Studying healthcare science
This page provides an overview of what to consider if you are thinking about a career in healthcare science, what you can expect during training and your next steps, once qualified.
Healthcare science staff help prevent, diagnose and treat a wide range of medical conditions. They may work directly with patients or in a supporting role. Healthcare science covers a range of jobs in four broad areas:
- physiological sciences
- life sciences
- physical science and biomedical engineering
- clinical bioinformatics
Applying to train in healthcare science
There are a number of routes into a career in healthcare science. These include:
- apprenticeships at levels 2 and 4 for healthcare science assistants and associates respectively
- the undergraduate NHS Practitioner Training Programme (PTP) - available as a full-time degree (see below) and increasingly, as an apprenticeship at level 6
- the graduate-entry NHS Scientist Training Programme (STP) is for graduates with a relevant degree in science or engineering
- Higher Specialist Scientist Training for registered and experienced clinical scientists
Take a look at our diagram which sets out the different healthcare science career and training pathways.

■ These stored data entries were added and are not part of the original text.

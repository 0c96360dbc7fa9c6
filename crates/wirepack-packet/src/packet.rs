use bytes::Bytes;
use wirepack_buffers::{BufferListWriter, BufferReader};

use crate::decode::{parse_array_at, parse_array_length, parse_array_slice, read_value};
use crate::encode::write_value;
use crate::error::{PacketError, Result};
use crate::header::{peek_header, Header};
use crate::object::ObjectFormat;
use crate::value::Value;

/// One complete encoded frame: parsed header plus its wire bytes.
///
/// Decoding is lazy — holding a `Packet` costs one `Bytes` view; the value
/// (or a single array element) is materialized only on request.
#[derive(Debug, Clone)]
pub struct Packet {
    header: Header,
    bytes: Bytes,
}

impl Packet {
    /// Encode a value into a standalone packet.
    pub fn from_value(value: &Value, format: &dyn ObjectFormat) -> Result<Self> {
        let mut writer = BufferListWriter::new();
        let header = write_value(&mut writer, value, format)?;
        Ok(Self {
            header,
            bytes: writer.buffer(),
        })
    }

    /// Wrap bytes that start with a complete frame.
    ///
    /// Returns `Ok(None)` if the frame is not complete yet. Trailing bytes
    /// beyond the frame are ignored.
    pub fn from_bytes(bytes: Bytes) -> Result<Option<Self>> {
        let header = peek_header(&bytes);
        if header.is_partial() {
            return Ok(None);
        }
        if !header.is_valid() {
            return Err(PacketError::InvalidHeader);
        }
        let frame = bytes.slice(..header.packet_size());
        Ok(Some(Self {
            header,
            bytes: frame,
        }))
    }

    pub fn header(&self) -> &Header {
        &self.header
    }

    /// Total wire size of this packet.
    pub fn wire_size(&self) -> usize {
        self.bytes.len()
    }

    /// The packet's wire bytes (zero-copy view).
    pub fn bytes(&self) -> Bytes {
        self.bytes.clone()
    }

    /// Fully decode the packet's value.
    pub fn decode(&self, format: &dyn ObjectFormat) -> Result<Value> {
        let mut reader = BufferReader::new(self.bytes.clone());
        read_value(&mut reader, format)?.ok_or(PacketError::Truncated)
    }

    /// Element count, if this packet frames an array.
    pub fn array_length(&self) -> Result<Option<u32>> {
        parse_array_length(&mut self.reader())
    }

    /// Decode a single array element by index, by-passing its siblings.
    pub fn array_at(&self, index: u32, format: &dyn ObjectFormat) -> Result<Option<Value>> {
        parse_array_at(&mut self.reader(), index, format)
    }

    /// Decode a range of array elements, sequence-slice bounds semantics.
    pub fn array_slice(
        &self,
        start: Option<i64>,
        end: Option<i64>,
        format: &dyn ObjectFormat,
    ) -> Result<Option<Vec<Value>>> {
        parse_array_slice(&mut self.reader(), start, end, format)
    }

    fn reader(&self) -> BufferReader {
        BufferReader::new(self.bytes.clone())
    }
}

/// Encode one value to its complete wire bytes.
pub fn encode_value(value: &Value, format: &dyn ObjectFormat) -> Result<Bytes> {
    Ok(Packet::from_value(value, format)?.bytes())
}

/// Decode one value from wire bytes. `Ok(None)` if the frame is incomplete.
pub fn decode_value(bytes: impl Into<Bytes>, format: &dyn ObjectFormat) -> Result<Option<Value>> {
    let mut reader = BufferReader::new(bytes.into());
    read_value(&mut reader, format)
}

Find out more about healthcare science apprenticeships on the National School of Healthcare Science website
NHS Practitioner Training Programme
The PTP leads to an approved and accredited degree in in one of five themes of healthcare science:
- cardiovascular, respiratory and sleep sciences (cardiac physiology, respiratory and sleep sciences)

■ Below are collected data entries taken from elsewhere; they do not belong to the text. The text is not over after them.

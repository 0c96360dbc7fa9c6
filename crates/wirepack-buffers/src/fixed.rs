use bytes::{BufMut, Bytes, BytesMut};

use crate::list_writer::BufferListWriter;
use crate::traits::Writer;

/// Writer over one pre-sized allocation at an advancing offset.
///
/// Used to build small frames whose total size is known up front — booleans,
/// numbers, dates — as a single allocation instead of one per field.
///
/// # Panics
///
/// Writes that would exceed the declared capacity panic; the capacity is
/// computed from the frame's header record before construction, so an
/// overflow is a caller bug, not a runtime condition.
#[derive(Debug)]
pub struct FixedWriter {
    buf: BytesMut,
    capacity: usize,
}

impl FixedWriter {
    pub fn with_capacity(capacity: usize) -> Self {
        Self {
            buf: BytesMut::with_capacity(capacity),
            capacity,
        }
    }

    fn ensure(&self, extra: usize) {
        assert!(
            self.buf.len() + extra <= self.capacity,
            "fixed writer overflow ({} + {extra} > {})",
            self.buf.len(),
            self.capacity
        );
    }

    /// Consume the writer, yielding the filled buffer.
    pub fn into_bytes(self) -> Bytes {
        self.buf.freeze()
    }
}

impl Writer for FixedWriter {
    fn write_u8(&mut self, value: u8) -> usize {
        self.ensure(1);
        self.buf.put_u8(value);
        self.buf.len()
    }

    fn write_u16(&mut self, value: u16) -> usize {
        self.ensure(2);
        self.buf.put_u16_le(value);
        self.buf.len()
    }

    fn write_u32(&mut self, value: u32) -> usize {
        self.ensure(4);
        self.buf.put_u32_le(value);
        self.buf.len()
    }

    fn write_f64(&mut self, value: f64) -> usize {
        self.ensure(8);
        self.buf.put_f64_le(value);
        self.buf.len()
    }

    fn write_str(&mut self, value: &str) -> usize {
        self.ensure(value.len());
        self.buf.put_slice(value.as_bytes());
        self.buf.len()
    }

    fn write_bytes(&mut self, value: Bytes) -> usize {
        self.ensure(value.len());
        self.buf.put_slice(&value);
        self.buf.len()
    }

    fn write_writer(&mut self, other: BufferListWriter) -> usize {
        for fragment in other.into_fragments() {
            self.ensure(fragment.len());
            self.buf.put_slice(&fragment);
        }
        self.buf.len()
    }

    fn len(&self) -> usize {
        self.buf.len()
    }

    fn reset(&mut self) {
        self.buf.clear();
    }
}
use bytes::Bytes;

use crate::error::{Result, TransportError};

/// The send half of a transport as seen by the codec.
///
/// Implementations own delivery: the codec hands over one `Bytes` batch and
/// assumes the transport either accepts all of it or fails the call.
pub trait Transport {
    /// Hand a batch of bytes to the transport.
    fn send(&mut self, bytes: Bytes) -> Result<()>;
}

impl<T: Transport + ?Sized> Transport for &mut T {
    fn send(&mut self, bytes: Bytes) -> Result<()> {
        (**self).send(bytes)
    }
}

/// The receive half of a transport as seen by the codec.
///
/// Whoever pumps the connection translates its notifications into these
/// events, in arrival order. `Data` chunks may split frames at arbitrary
/// byte boundaries; the streaming decoder reassembles them.
#[derive(Debug)]
pub enum TransportEvent {
    /// A chunk of bytes arrived.
    Data(Bytes),
    /// The peer closed the connection.
    Closed,
    /// The transport failed; no further events will follow.
    Error(TransportError),
}
use bytes::{Bytes, BytesMut};

use crate::traits::Writer;

/// Growable writer backed by an ordered list of owned fragments.
///
/// Fixed-width fields land in small freshly-allocated fragments; caller
/// buffers are appended as-is, never copied. [`BufferListWriter::buffer`]
/// collapses the list into one contiguous buffer on demand and caches the
/// result until the next write invalidates it.
#[derive(Debug, Default)]
pub struct BufferListWriter {
    fragments: Vec<Bytes>,
    total: usize,
    cached: Option<Bytes>,
}

impl BufferListWriter {
    pub fn new() -> Self {
        Self::default()
    }

    fn push_fragment(&mut self, fragment: Bytes) -> usize {
        if !fragment.is_empty() {
            self.total += fragment.len();
            self.fragments.push(fragment);
            self.cached = None;
        }
        self.total
    }

    /// The accumulated fragments, in write order.
    pub fn fragments(&self) -> &[Bytes] {
        &self.fragments
    }

    /// Consume the writer, yielding its fragments without copying.
    pub fn into_fragments(self) -> Vec<Bytes> {
        self.fragments
    }

    /// All written content as one contiguous buffer.
    ///
    /// Concatenates on first call and caches; the cache is dropped by any
    /// subsequent write or [`Writer::reset`].
    pub fn buffer(&mut self) -> Bytes {
        if let Some(cached) = &self.cached {
            return cached.clone();
        }
        let collapsed = if self.fragments.len() == 1 {
            self.fragments[0].clone()
        } else {
            let mut merged = BytesMut::with_capacity(self.total);
            for fragment in &self.fragments {
                merged.extend_from_slice(fragment);
            }
            merged.freeze()
        };
        self.cached = Some(collapsed.clone());
        collapsed
    }
}

impl Writer for BufferListWriter {
    fn write_u8(&mut self, value: u8) -> usize {
        self.push_fragment(Bytes::copy_from_slice(&[value]))
    }

    fn write_u16(&mut self, value: u16) -> usize {
        self.push_fragment(Bytes::copy_from_slice(&value.to_le_bytes()))
    }

    fn write_u32(&mut self, value: u32) -> usize {
        self.push_fragment(Bytes::copy_from_slice(&value.to_le_bytes()))
    }

    fn write_f64(&mut self, value: f64) -> usize {
        self.push_fragment(Bytes::copy_from_slice(&value.to_le_bytes()))
    }

    fn write_str(&mut self, value: &str) -> usize {
        self.push_fragment(Bytes::copy_from_slice(value.as_bytes()))
    }

    fn write_bytes(&mut self, value: Bytes) -> usize {
        self.push_fragment(value)
    }

    fn write_writer(&mut self, other: BufferListWriter) -> usize {
        for fragment in other.into_fragments() {
            self.push_fragment(fragment);
        }
        self.total
    }

    fn len(&self) -> usize {
        self.total
    }

    fn reset(&mut self) {
        self.fragments.clear();
        self.total = 0;
        self.cached = None;
    }
}
//! Sequential-access byte cursors over contiguous and fragmented buffers.
//!
//! Everything above this crate consumes only the [`Reader`] and [`Writer`]
//! contracts — never fragment layout or transport details. Five
//! implementations are provided:
//!
//! - [`BufferListWriter`] — appends into a growable list of owned fragments,
//!   never copying caller buffers
//! - [`FixedWriter`] — one pre-sized allocation at an advancing offset
//! - [`LengthWriter`] — counts bytes without storing them
//! - [`BufferReader`] — a flat cursor over one contiguous buffer
//! - [`BufferListReader`] — walks an ordered fragment list, consolidating
//!   runs of fragments only when a read spans their boundary
//!
//! All multi-byte integers are little-endian.

pub mod error;
pub mod fixed;
pub mod length;
pub mod list_reader;
pub mod list_writer;
pub mod reader;
pub mod traits;

pub use error::{BufferError, Result};
pub use fixed::FixedWriter;
pub use length::LengthWriter;
pub use list_reader::{BufferListReader, DEFAULT_RETAIN_THRESHOLD};
pub use list_writer::BufferListWriter;
pub use reader::BufferReader;
pub use traits::{Reader, Writer};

- neurosensory sciences (audiology, neurophysiology, ophthalmic and vision science)
- pathology sciences (blood sciences, infection sciences, cellular sciences, genetics science)

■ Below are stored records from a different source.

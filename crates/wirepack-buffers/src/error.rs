/// Errors that can occur while reading through a byte cursor.
#[derive(Debug, thiserror::Error)]
pub enum BufferError {
    /// Fewer bytes remain than the read requested.
    #[error("unexpected end of data ({needed} bytes needed, {available} available)")]
    UnexpectedEof { needed: usize, available: usize },

    /// A seek targeted an offset outside the addressable range.
    #[error("seek to {offset} out of range (length {len})")]
    SeekOutOfRange { offset: usize, len: usize },

    /// A string read produced invalid UTF-8.
    #[error("invalid UTF-8 in string field: {0}")]
    Utf8(#[from] std::string::FromUtf8Error),
}

pub type Result<T> = std::result::Result<T, BufferError>;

- medical physics (radiotherapy physics, radiation physics, nuclear medicine)
- clinical engineering (medical engineering, radiation engineering, renal technology, rehabilitation engineering)
Applications for first degrees are made through UCAS.
Entry requirements for healthcare science degree courses vary because each university sets its own entry criteria. You are likely to need two or three A-levels (or equivalent level three qualifications) including one or two science subjects or maths, plus supporting GCSEs. Contact universities directly to find out whether qualifications equivalent to A-levels and GCSEs are acceptable. Our course finder lists accredited degrees in healthcare science.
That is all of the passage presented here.